Every entry should appear in your answer exactly as it does here.

• • • • •

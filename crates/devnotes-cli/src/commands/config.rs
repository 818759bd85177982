//! Config command handlers

use std::path::PathBuf;

use anyhow::{bail, Context, Result};

use devnotes_core::{Backend, Config};

use crate::output::{Output, OutputFormat};

/// Show current configuration
pub fn show(config_path: Option<&PathBuf>, output: &Output) -> Result<()> {
    let config =
        Config::load_with_cli_override(config_path).context("Failed to load configuration")?;

    match output.format {
        OutputFormat::Json => {
            println!(
                "{}",
                serde_json::json!({
                    "data_dir": config.data_dir,
                    "backend": config.backend,
                    "log_file": config.log_file,
                    "seed_samples": config.seed_samples
                })
            );
        }
        OutputFormat::Quiet => {
            println!("{}", config.data_dir.display());
        }
        OutputFormat::Human => {
            let effective_path = config_path
                .cloned()
                .unwrap_or_else(Config::config_file_path);
            println!("Configuration:");
            println!("  data_dir:     {}", config.data_dir.display());
            println!("  backend:      {}", config.backend);
            println!(
                "  log_file:     {}",
                config
                    .log_file
                    .as_ref()
                    .map(|p| p.display().to_string())
                    .unwrap_or_else(|| "(not set)".to_string())
            );
            println!("  seed_samples: {}", config.seed_samples);
            println!();
            println!("Config file: {}", effective_path.display());
        }
    }

    Ok(())
}

/// Set a configuration value
pub fn set(
    key: String,
    value: String,
    config_path: Option<&PathBuf>,
    output: &Output,
) -> Result<()> {
    let mut config =
        Config::load_with_cli_override(config_path).context("Failed to load configuration")?;

    apply(&mut config, &key, &value)?;

    let save_path = config_path
        .cloned()
        .unwrap_or_else(Config::config_file_path);
    config
        .save_to_path(&save_path)
        .context("Failed to save configuration")?;

    output.success(&format!("Set {} = {}", key, value));

    Ok(())
}

fn apply(config: &mut Config, key: &str, value: &str) -> Result<()> {
    match key {
        "data_dir" => {
            config.data_dir = value.into();
        }
        "backend" => {
            config.backend = value.parse::<Backend>()?;
        }
        "log_file" => {
            config.log_file = if value.is_empty() || value == "none" {
                None
            } else {
                Some(value.into())
            };
        }
        "seed_samples" => {
            config.seed_samples = value
                .parse()
                .context("Invalid value for seed_samples. Use 'true' or 'false'.")?;
        }
        _ => {
            bail!(
                "Unknown configuration key: '{}'\n\
                 Valid keys: data_dir, backend, log_file, seed_samples",
                key
            );
        }
    }
    Ok(())
}

#[cfg(test)]
mod tests {
    use super::*;
    use tempfile::TempDir;

    #[test]
    fn test_apply_known_keys() {
        let mut config = Config::default();

        apply(&mut config, "backend", "sqlite").unwrap();
        assert_eq!(config.backend, Backend::Sqlite);

        apply(&mut config, "seed_samples", "false").unwrap();
        assert!(!config.seed_samples);

        apply(&mut config, "log_file", "/tmp/devnotes.log").unwrap();
        assert_eq!(config.log_file, Some(PathBuf::from("/tmp/devnotes.log")));

        apply(&mut config, "log_file", "none").unwrap();
        assert!(config.log_file.is_none());
    }

    #[test]
    fn test_apply_rejects_bad_input() {
        let mut config = Config::default();
        assert!(apply(&mut config, "backend", "postgres").is_err());
        assert!(apply(&mut config, "seed_samples", "maybe").is_err());
        assert!(apply(&mut config, "sync_url", "x").is_err());
    }

    #[test]
    fn test_set_writes_to_cli_path() {
        let temp = TempDir::new().unwrap();
        let path = temp.path().join("config.toml");
        let data_dir = temp.path().join("data");
        std::fs::write(&path, format!("data_dir = {:?}\n", data_dir.display().to_string()))
            .unwrap();
        let output = Output::new(OutputFormat::Quiet);

        set(
            "backend".to_string(),
            "sqlite".to_string(),
            Some(&path),
            &output,
        )
        .unwrap();

        let saved = Config::load_from_path(&path).unwrap();
        assert_eq!(saved.backend, Backend::Sqlite);
        assert_eq!(saved.data_dir, data_dir);
    }
}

• • • • •

» **Solution for this task**
filename crates/devnotes-cli/src/commands/config.rs
repository 818759bd85177982
//! Config command handlers

use std::path::PathBuf;

use anyhow::{bail, Context, Result};

use devnotes_core::{Backend, Config};

use crate::output::{Output, OutputFormat};

/// Show current configuration
pub fn show(config_path: Option<&PathBuf>, output: &Output) -> Result<()> {
    let config =
        Config::load_with_cli_override(config_path).context("Failed to load configuration")?;

    match output.format {
        OutputFormat::Json => {
            println!(
                "{}",
                serde_json::json!({
                    "data_dir": config.data_dir,
                    "backend": config.backend,
                    "log_file": config.log_file,
                    "seed_samples": config.seed_samples
                })
            );
        }
        OutputFormat::Quiet => {
            println!("{}", config.data_dir.display());
        }
        OutputFormat::Human => {
            let effective_path = config_path
                .cloned()
                .unwrap_or_else(Config::config_file_path);
            println!("Configuration:");
            println!("  data_dir:     {}", config.data_dir.display());
            println!("  backend:      {}", config.backend);
            println!(
                "  log_file:     {}",
                config
                    .log_file
                    .as_ref()
                    .map(|p| p.display().to_string())
                    .unwrap_or_else(|| "(not set)".to_string())
            );
            println!("  seed_samples: {}", config.seed_samples);
            println!();
            println!("Config file: {}", effective_path.display());
        }
    }

    Ok(())
}

/// Set a configuration value
pub fn set(
    key: String,
    value: String,
    config_path: Option<&PathBuf>,
    output: &Output,
) -> Result<()> {
    let mut config =
        Config::load_with_cli_override(config_path).context("Failed to load configuration")?;

    apply(&mut config, &key, &value)?;

    let save_path = config_path
        .cloned()
        .unwrap_or_else(Config::config_file_path);
    config
        .save_to_path(&save_path)
        .context("Failed to save configuration")?;

    output.success(&format!("Set {} = {}", key, value));

    Ok(())
}

fn apply(config: &mut Config, key: &str, value: &str) -> Result<()> {
    match key {
        "data_dir" => {
            config.data_dir = value.into();
        }
        "backend" => {
            config.backend = value.parse::<Backend>()?;
        }
        "log_file" => {
            config.log_file = if value.is_empty() || value == "none" {
                None
            } else {
                Some(value.into())
            };
        }
        "seed_samples" => {
            config.seed_samples = value
                .parse()
                .context("Invalid value for seed_samples. Use 'true' or 'false'.")?;
        }
        _ => {
            bail!(
                "Unknown configuration key: '{}'\n\
                 Valid keys: data_dir, backend, log_file, seed_samples",
                key
            );
        }
    }
    Ok(())
}

#[cfg(test)]
mod tests {
    use super::*;
    use tempfile::TempDir;

    #[test]
    fn test_apply_known_keys() {
        let mut config = Config::default();

        apply(&mut config, "backend", "sqlite").unwrap();
        assert_eq!(config.backend, Backend::Sqlite);

        apply(&mut config, "seed_samples", "false").unwrap();
        assert!(!config.seed_samples);

        apply(&mut config, "log_file", "/tmp/devnotes.log").unwrap();
        assert_eq!(config.log_file, Some(PathBuf::from("/tmp/devnotes.log")));

        apply(&mut config, "log_file", "none").unwrap();
        assert!(config.log_file.is_none());
    }

    #[test]
    fn test_apply_rejects_bad_input() {
        let mut config = Config::default();
        assert!(apply(&mut config, "backend", "postgres").is_err());
        assert!(apply(&mut config, "seed_samples", "maybe").is_err());
        assert!(apply(&mut config, "sync_url", "x").is_err());
    }

    #[test]
    fn test_set_writes_to_cli_path() {
        let temp = TempDir::new().unwrap();
        let path = temp.path().join("config.toml");
        let data_dir = temp.path().join("data");
        std::fs::write(&path, format!("data_dir = {:?}\n", data_dir.display().to_string()))
            .unwrap();
        let output = Output::new(OutputFormat::Quiet);

        set(
            "backend".to_string(),
            "sqlite".to_string(),
            Some(&path),
            &output,
        )
        .unwrap();

        let saved = Config::load_from_path(&path).unwrap();
        assert_eq!(saved.backend, Backend::Sqlite);
        assert_eq!(saved.data_dir, data_dir);
    }
}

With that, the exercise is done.